The initiative will focus on accelerating delivery of an exascale computing system that delivers “approximately 100 times the performance of current 10 petaFLOP systems,” which will further the use of simulation and data analytic models. The order calls for researchers to find a way over the next 15 years to move exascale systems forward even after the limit’s of Moore’s Law are reached.
A host of agencies will be involved in the NSCI. The order establishes the Defense Department, Energy Department and National Science Foundation as leads, tasked with the various scientific development work. The Intelligence Advanced Research Projects Activity (IARPA) and the National Institute of Standards and Technology will contribute additional research, studying future computing standards, including alternatives to semiconductors.
Five agencies will be used as “deployment agencies” to design specific requirements as development evolves: NASA, FBI, National Institutes of Health, Department of Homeland Security and National Oceanic Administration.
These five agencies will test various systems, software and applications related to each individual agency mission.
The order also establishes an executive council, made up representatives from the White House’s Office of Management and Budget and Office of Science and Technology Policy, that will oversee the initiative’s progress. That council will establish a governance plan over the next 90 days, and meet no less than twice per year to assess the program’s process.

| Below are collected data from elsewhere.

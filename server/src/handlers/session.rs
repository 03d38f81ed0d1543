//! Session handlers - creation, update, and the conference-scoped queries.

use chrono::{NaiveDate, NaiveTime};
use serde::{Deserialize, Serialize};
use sqlx::PgPool;
use summit_engine::{FilterConfig, Key, Kind, Session, SessionBuilder, SessionPatch};

use crate::auth::AuthUser;
use crate::db;
use crate::error::{ApiError, Result};
use crate::handlers::conference::{conference_id, parse_date};
use crate::tasks::{Task, TaskQueue};

/// Inbound session fields.
#[derive(Debug, Default, Deserialize)]
#[serde(rename_all = "camelCase")]
pub struct SessionInput {
    pub name: Option<String>,
    pub session_type: Option<String>,
    pub speaker_id: Option<i64>,
    pub highlight: Option<String>,
    pub date: Option<String>,
    /// 24-hour wall clock, `HH:MM`.
    pub start_time: Option<String>,
    pub duration_minutes: Option<i32>,
}

/// Outbound session representation.
#[derive(Debug, Serialize, Deserialize)]
#[serde(rename_all = "camelCase")]
pub struct SessionForm {
    pub websafe_key: String,
    pub websafe_conference_key: Option<String>,
    pub name: String,
    pub session_type: String,
    pub speaker_id: Option<i64>,
    pub highlight: String,
    pub date: Option<NaiveDate>,
    pub start_time: Option<NaiveTime>,
    pub duration_minutes: Option<i32>,
}

/// List wrapper for session responses.
#[derive(Debug, Serialize, Deserialize)]
pub struct SessionForms {
    pub items: Vec<SessionForm>,
}

/// Duration comparison request: both parts are required.
#[derive(Debug, Default, Deserialize)]
#[serde(rename_all = "camelCase")]
pub struct DurationQueryForm {
    pub operator: Option<String>,
    pub minutes: Option<i32>,
}

/// Start-time comparison request against a whole hour, optionally
/// excluding one session type from the result.
#[derive(Debug, Default, Deserialize)]
#[serde(rename_all = "camelCase")]
pub struct TimeQueryForm {
    pub operator: Option<String>,
    pub hour: Option<i32>,
    pub exclude_session_type: Option<String>,
}

fn parse_time(value: Option<&str>) -> Result<Option<NaiveTime>> {
    let Some(value) = value else {
        return Ok(None);
    };
    let time = NaiveTime::parse_from_str(value, "%H:%M")
        .map_err(|_| ApiError::BadRequest(format!("invalid startTime '{value}'")))?;
    Ok(Some(time))
}

/// Decode a URL-safe session key down to its numeric id.
pub fn session_id(websafe_key: &str) -> Result<i64> {
    let key = Key::from_urlsafe_of(websafe_key, Kind::Session)?;
    key.id
        .as_number()
        .ok_or_else(|| ApiError::NotFound(websafe_key.to_string()))
}

pub fn session_to_form(session: &Session) -> SessionForm {
    SessionForm {
        websafe_key: session.key.urlsafe(),
        websafe_conference_key: session.conference_key().map(Key::urlsafe),
        name: session.name.clone(),
        session_type: session.session_type.clone(),
        speaker_id: session.speaker_id,
        highlight: session.highlight.clone(),
        date: session.date,
        start_time: session.start_time,
        duration_minutes: session.duration_minutes,
    }
}

fn builder_from_input(input: &SessionInput) -> Result<SessionBuilder> {
    Ok(Session::builder()
        .name(input.name.clone())
        .session_type(input.session_type.clone())
        .speaker_id(input.speaker_id)
        .highlight(input.highlight.clone())
        .date(parse_date("date", input.date.as_deref())?)
        .start_time(parse_time(input.start_time.as_deref())?)
        .duration_minutes(input.duration_minutes))
}

async fn require_speaker(pool: &PgPool, speaker_id: Option<i64>) -> Result<()> {
    if let Some(speaker_id) = speaker_id {
        if db::speakers::get(pool, speaker_id).await?.is_none() {
            return Err(ApiError::NotFound(format!("speaker {speaker_id}")));
        }
    }
    Ok(())
}

/// Create a session under a conference. Only the organizer may do this.
pub async fn handle_create(
    pool: &PgPool,
    tasks: &TaskQueue,
    auth: &AuthUser,
    websafe_conference_key: &str,
    input: SessionInput,
) -> Result<SessionForm> {
    let conf_id = conference_id(websafe_conference_key)?;
    let conference = db::conferences::get(pool, conf_id)
        .await?
        .ok_or_else(|| ApiError::NotFound(websafe_conference_key.to_string()))?
        .to_conference()?;

    if conference.organizer_user_id != auth.user_id {
        return Err(ApiError::Forbidden(
            "Only the owner can add sessions to the conference.".into(),
        ));
    }
    require_speaker(pool, input.speaker_id).await?;

    let mut tx = pool.begin().await?;
    let id = db::sessions::allocate_id(&mut *tx).await?;
    let session = builder_from_input(&input)?.build(Key::session(conference.key.clone(), id))?;
    db::sessions::insert(&mut *tx, &session).await?;
    tx.commit().await?;

    if let Some(speaker_id) = session.speaker_id {
        tasks.enqueue(Task::CheckFeaturedSpeaker {
            conference_id: conf_id,
            speaker_id,
        });
    }

    Ok(session_to_form(&session))
}

/// Update a session. Only the conference organizer may do this.
pub async fn handle_update(
    pool: &PgPool,
    auth: &AuthUser,
    websafe_key: &str,
    input: SessionInput,
) -> Result<SessionForm> {
    let id = session_id(websafe_key)?;

    let mut tx = pool.begin().await?;

    let row = db::sessions::get(&mut *tx, id)
        .await?
        .ok_or_else(|| ApiError::NotFound(websafe_key.to_string()))?;
    if row.organizer_user_id != auth.user_id {
        return Err(ApiError::Forbidden(
            "Only the owner can update sessions of the conference.".into(),
        ));
    }
    let mut session = row.to_session();

    require_speaker(pool, input.speaker_id).await?;

    let patch = SessionPatch {
        name: input.name.filter(|n| !n.is_empty()),
        session_type: input.session_type,
        speaker_id: input.speaker_id,
        highlight: input.highlight,
        date: parse_date("date", input.date.as_deref())?,
        start_time: parse_time(input.start_time.as_deref())?,
        duration_minutes: input.duration_minutes,
    };
    patch.apply(&mut session);

    db::sessions::update(&mut *tx, &session).await?;
    tx.commit().await?;

    Ok(session_to_form(&session))
}

/// Fetch one session by its URL-safe key.
pub async fn handle_get(pool: &PgPool, websafe_key: &str) -> Result<SessionForm> {
    let id = session_id(websafe_key)?;
    let row = db::sessions::get(pool, id)
        .await?
        .ok_or_else(|| ApiError::NotFound(websafe_key.to_string()))?;
    Ok(session_to_form(&row.to_session()))
}

/// All sessions of a conference.
pub async fn handle_by_conference(
    pool: &PgPool,
    websafe_conference_key: &str,
) -> Result<SessionForms> {
    let conf_id = require_conference(pool, websafe_conference_key).await?;
    let rows = db::sessions::by_conference(pool, conf_id).await?;
    Ok(rows_to_forms(rows))
}

/// Sessions of a conference with an exact type match.
pub async fn handle_by_type(
    pool: &PgPool,
    websafe_conference_key: &str,
    session_type: &str,
) -> Result<SessionForms> {
    let conf_id = require_conference(pool, websafe_conference_key).await?;
    let rows = db::sessions::by_conference_and_type(pool, conf_id, session_type).await?;
    Ok(rows_to_forms(rows))
}

/// All sessions by a speaker, across conferences.
pub async fn handle_by_speaker(pool: &PgPool, speaker_id: i64) -> Result<SessionForms> {
    let rows = db::sessions::by_speaker(pool, speaker_id).await?;
    Ok(rows_to_forms(rows))
}

/// Sessions of a conference compared by duration.
pub async fn handle_by_duration(
    pool: &PgPool,
    websafe_conference_key: &str,
    form: DurationQueryForm,
) -> Result<SessionForms> {
    let conf_id = require_conference(pool, websafe_conference_key).await?;

    let (operator, minutes) = match (form.operator, form.minutes) {
        (Some(operator), Some(minutes)) => (operator, minutes),
        (None, None) | (Some(_), None) | (None, Some(_)) => {
            return Err(summit_engine::Error::IncompleteFilter.into());
        }
    };
    let operator = FilterConfig::conferences().operator(&operator)?;

    let rows = db::sessions::by_duration(pool, conf_id, operator, minutes).await?;
    Ok(rows_to_forms(rows))
}

/// Sessions of a conference compared by start time against a whole hour.
/// An excluded type is filtered after the comparison.
pub async fn handle_by_time(
    pool: &PgPool,
    websafe_conference_key: &str,
    form: TimeQueryForm,
) -> Result<SessionForms> {
    let conf_id = require_conference(pool, websafe_conference_key).await?;

    let (operator, hour) = match (form.operator, form.hour) {
        (Some(operator), Some(hour)) => (operator, hour),
        _ => return Err(summit_engine::Error::IncompleteFilter.into()),
    };
    if !(0..=23).contains(&hour) {
        return Err(ApiError::BadRequest(format!("invalid hour {hour}")));
    }
    let operator = FilterConfig::conferences().operator(&operator)?;

    let rows = db::sessions::by_time(pool, conf_id, operator, hour).await?;
    let rows = match form.exclude_session_type {
        Some(excluded) => rows
            .into_iter()
            .filter(|row| row.session_type != excluded)
            .collect(),
        None => rows,
    };
    Ok(rows_to_forms(rows))
}

async fn require_conference(pool: &PgPool, websafe_key: &str) -> Result<i64> {
    let id = conference_id(websafe_key)?;
    if db::conferences::get(pool, id).await?.is_none() {
        return Err(ApiError::NotFound(websafe_key.to_string()));
    }
    Ok(id)
}

fn rows_to_forms(rows: Vec<db::sessions::SessionRow>) -> SessionForms {
    SessionForms {
        items: rows
            .iter()
            .map(|row| session_to_form(&row.to_session()))
            .collect(),
    }
}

The United States has been battling China in creating the world’s most powerful computers for the past few years. Since 2013, China Tinahe-2 supercomputer has led the TOP 500, a twice-yearly measure of the world’s most powerful computers. Operating at 33.86 petaFLOPS (quadrillions of calculations per second), Tinahe-2’s power nearly doubles the closest machine, the Titan supercomputer at the Energy Department’s Oak Ridge National Laboratory.
Over the past few months, Energy has announced three contracts for new supercomputers. In November, the department announced the Summit and Sierra supercomputers, which will both operate in excess of 100 petaFLOPS. In April, the department announced Aurora, which will be 18 times faster than its predecessor, operating at 180 petaFLOPS.
Read Obama’s executive order below.
Update 7.30.15: A previous version of this story listed the Summit and Sierra supercomputer power as 17.58 petaFLOPS and 16.32 petaFLOPS respectively. Those measurements are the power levels for the current Titan and Sequoia computers.